I do not believe that Chris Rock's Netflix program is appropriate to watch. Not do I feel that his program would be a worthwhile pre-Cana program. Despite the failings of us all, I feel confident that lay men and women, priests and religious can counsel people prior to their marriage. Marriage Encounter may well be worthwhile for couples in troubled marriages. Chris Rock hosted the 2005 Oscars. That samecyear, he performed an expletive-filled routine in a club. I understand that some comedians believe it's humorous to use very foul language. I admit to using such language in the past in frustration or anger, but I regret my words, and don't feel even comedians should be given a pass. Mr. Rick that same year in one of his routines said, "Abortion is beautiful, I mean it's beautiful that abortion is legal." Regardless of how one feels about the violent choice of abortion, does even the most adamant supporter of legal abortion claim that it is " beautiful? " I seriously doubt it, and hope that I'm right. Chris Rock continued his routine by saying words to the effect (I 'm paraphrasing), " I like going to rallies (in support of legal abortion) 'cause you know the women there are f***ing. " Not only do I believe such language is offensive and disregards the rights of the unborn, but I believe such language treats women as mere sex objects, not people who deserve resoect.

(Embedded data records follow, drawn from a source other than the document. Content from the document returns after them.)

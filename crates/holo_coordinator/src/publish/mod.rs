//! Publish scheduler.
//!
//! A single loop polls committed transactions and drives them to VISIBLE
//! with one of two strategies:
//! - direct: one publish-version task per worker holding a replica, finished
//!   by completion reports and a quorum policy (`direct`)
//! - lake: per-partition publish RPCs run on a bounded executor, either per
//!   transaction or per contiguous batch (`lake`)
//!
//! The completion handler wakes the loop early through `waker()`.

mod direct;
pub mod executor;
mod lake;

use std::collections::BTreeMap;
use std::sync::{Arc, Mutex, RwLock};
use std::time::Instant;

use holo_txn::warn::{prune_warnings, should_warn, WARN_INTERVAL};
use holo_txn::{TaskDispatchRegistry, TransactionStateMachine};
use tokio::sync::Notify;
use tokio::task::JoinHandle;

use crate::cluster::ClusterInfo;
use crate::config::{PublishConfig, RunMode};
use crate::worker::WorkerClient;

use direct::DirectPublishState;
use lake::LakePublishState;

pub struct PublishScheduler {
    state_machine: Arc<TransactionStateMachine>,
    registry: Arc<TaskDispatchRegistry>,
    cluster: Arc<ClusterInfo>,
    client: Arc<dyn WorkerClient>,
    cfg: RwLock<PublishConfig>,
    wake: Arc<Notify>,
    tick_lock: tokio::sync::Mutex<()>,
    direct: DirectPublishState,
    lake: LakePublishState,
    last_warn: Mutex<BTreeMap<String, Instant>>,
}

impl PublishScheduler {
    pub fn new(
        state_machine: Arc<TransactionStateMachine>,
        registry: Arc<TaskDispatchRegistry>,
        cluster: Arc<ClusterInfo>,
        client: Arc<dyn WorkerClient>,
        cfg: PublishConfig,
    ) -> Arc<Self> {
        Arc::new(Self {
            state_machine,
            registry,
            cluster,
            client,
            lake: LakePublishState::new(&cfg),
            cfg: RwLock::new(cfg),
            wake: Arc::new(Notify::new()),
            tick_lock: tokio::sync::Mutex::new(()),
            direct: DirectPublishState::default(),
            last_warn: Mutex::new(BTreeMap::new()),
        })
    }

    /// Notifier the completion handler uses to trigger an early tick.
    pub fn waker(&self) -> Arc<Notify> {
        self.wake.clone()
    }

    pub fn wake(&self) {
        self.wake.notify_one();
    }

    pub fn config(&self) -> PublishConfig {
        *self.cfg.read().unwrap()
    }

    /// Apply a new configuration. Invalid executor sizes keep the current
    /// size.
    pub fn reconfigure(&self, cfg: PublishConfig) {
        self.lake.executor.resize(cfg.lake_publish_threads);
        self.lake.cleanup_executor.resize(cfg.lake_txnlog_cleanup_threads);
        *self.cfg.write().unwrap() = cfg;
        tracing::info!(
            run_mode = ?cfg.run_mode,
            lake_batch_publish = cfg.lake_batch_publish,
            interval_ms = cfg.interval.as_millis() as u64,
            "publish scheduler reconfigured"
        );
        self.wake();
    }

    /// Current size of the lake publish executor.
    pub fn publish_executor_size(&self) -> usize {
        self.lake.executor.size()
    }

    pub fn cleanup_executor_size(&self) -> usize {
        self.lake.cleanup_executor.size()
    }

    pub fn spawn(self: &Arc<Self>) -> JoinHandle<()> {
        let this = self.clone();
        tokio::spawn(async move {
            let mut interval = this.config().interval;
            let mut ticker = tokio::time::interval(interval);
            ticker.set_missed_tick_behavior(tokio::time::MissedTickBehavior::Delay);
            loop {
                tokio::select! {
                    _ = ticker.tick() => {}
                    _ = this.wake.notified() => {}
                }
                this.tick().await;

                let current = this.config().interval;
                if current != interval {
                    interval = current;
                    ticker = tokio::time::interval(interval);
                    ticker.set_missed_tick_behavior(tokio::time::MissedTickBehavior::Delay);
                }
            }
        })
    }

    /// One scheduling pass. Overlapping calls return immediately.
    pub async fn tick(self: &Arc<Self>) {
        let Ok(_guard) = self.tick_lock.try_lock() else {
            return;
        };
        prune_warnings(
            &mut self.last_warn.lock().expect("last warn lock"),
            WARN_INTERVAL,
            Instant::now(),
        );
        if self.cluster.is_empty() {
            if self.should_warn("no-workers") {
                tracing::warn!("no workers registered, skipping publish");
            }
            return;
        }

        let cfg = self.config();
        if cfg.uses_lake_batches() {
            let batches = self
                .state_machine
                .ready_publish_batches(cfg.lake_batch_max_txns);
            if !batches.is_empty() {
                self.publish_lake_batches(batches);
            }
            return;
        }

        let ready = self.state_machine.ready_to_publish();
        match cfg.run_mode {
            RunMode::SharedNothing => self.publish_direct(ready, cfg),
            RunMode::SharedData => {
                if !ready.is_empty() {
                    self.publish_lake_individually(ready);
                }
            }
        }
    }

    fn should_warn(&self, key: &str) -> bool {
        should_warn(&mut self.last_warn.lock().expect("last warn lock"), key, WARN_INTERVAL)
    }
}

I'll watch this on Netflix. Though well past the "pre-Cana" stage by over 20 years, there are likely to be lessons learned. I've always liked Mr. Rock as a comedian; he is not nearly as profane as most of his peers, and his social commentary is often astute.

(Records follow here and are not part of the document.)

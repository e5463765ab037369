//! Per-transaction replica bookkeeping.
//!
//! A replica is trusted to have applied a transaction's data only when it is
//! healthy, absent from both the error and the unknown sets, confirmed by
//! the per-tablet commit report when one is still held, and not yet at the
//! target version. Trusted replicas are advanced at publish time; replicas
//! in the error or unknown sets are marked as having missed the version.

use std::collections::{BTreeSet, HashSet};

use serde::{Deserialize, Serialize};

use crate::catalog::Replica;
use crate::{ReplicaId, TabletId, Version, WorkerId};

/// What publishing did to a single replica.
#[derive(Clone, Copy, Debug, PartialEq, Eq)]
pub enum ReplicaOutcome {
    Advanced,
    Failed,
    Unchanged,
}

#[derive(Serialize, Deserialize, Clone, Debug, Default, PartialEq, Eq)]
pub struct ReplicaVersionLedger {
    #[serde(default)]
    error_replicas: BTreeSet<ReplicaId>,
    #[serde(default)]
    unknown_replicas: BTreeSet<ReplicaId>,
    /// Leader-only confirmations from the commit report. Released once the
    /// transaction is visible and never persisted.
    #[serde(skip)]
    tablet_commit_infos: Option<HashSet<(TabletId, WorkerId)>>,
}

impl ReplicaVersionLedger {
    pub fn record_error(&mut self, replica_id: ReplicaId) {
        self.error_replicas.insert(replica_id);
    }

    pub fn record_unknown(&mut self, replica_id: ReplicaId) {
        self.unknown_replicas.insert(replica_id);
    }

    pub fn error_replicas(&self) -> &BTreeSet<ReplicaId> {
        &self.error_replicas
    }

    pub fn unknown_replicas(&self) -> &BTreeSet<ReplicaId> {
        &self.unknown_replicas
    }

    pub fn is_suspect(&self, replica_id: ReplicaId) -> bool {
        self.error_replicas.contains(&replica_id) || self.unknown_replicas.contains(&replica_id)
    }

    pub fn set_tablet_commit_infos(
        &mut self,
        infos: impl IntoIterator<Item = (TabletId, WorkerId)>,
    ) {
        self.tablet_commit_infos = Some(infos.into_iter().collect());
    }

    pub fn release_tablet_commit_infos(&mut self) {
        self.tablet_commit_infos = None;
    }

    pub fn has_tablet_commit_infos(&self) -> bool {
        self.tablet_commit_infos.is_some()
    }

    fn is_confirmed(&self, tablet_id: TabletId, backend_id: WorkerId) -> bool {
        match &self.tablet_commit_infos {
            Some(infos) => infos.contains(&(tablet_id, backend_id)),
            None => true,
        }
    }

    pub fn is_trusted(&self, tablet_id: TabletId, replica: &Replica, target: Version) -> bool {
        replica.is_healthy_state()
            && !self.is_suspect(replica.id)
            && self.is_confirmed(tablet_id, replica.backend_id)
            && replica.version < target
    }

    /// Move `replica` according to the trust predicate for `target`.
    pub fn apply_publish(
        &self,
        tablet_id: TabletId,
        replica: &mut Replica,
        target: Version,
    ) -> ReplicaOutcome {
        if self.is_trusted(tablet_id, replica, target) {
            replica.update_version(target);
            return ReplicaOutcome::Advanced;
        }
        if replica.version < target && self.is_suspect(replica.id) {
            replica.mark_failed(target);
            return ReplicaOutcome::Failed;
        }
        ReplicaOutcome::Unchanged
    }
}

Sorry. I can't see making Chris Rock's latest special on why his marriage failed and why he regrets what he did mandatory viewing for Pre-Cana couples. Here are a few options I think might be a better way to spend a couple's time: sit down and talk to a couple (an ordinary couple, not a celebrity) who's been married forty years; talk to a couple who went through a life threatening illness together; talk to a couple who lost a job or had to file bankruptcy; talk to a couple who had issues conceiving children....and how they got through it - together. There are many many couples who have overcome tremendous challenges in their marriage, and have made their marriages stronger because of the way they approached those challenges together. How about focusing on what to do - not what NOT to do?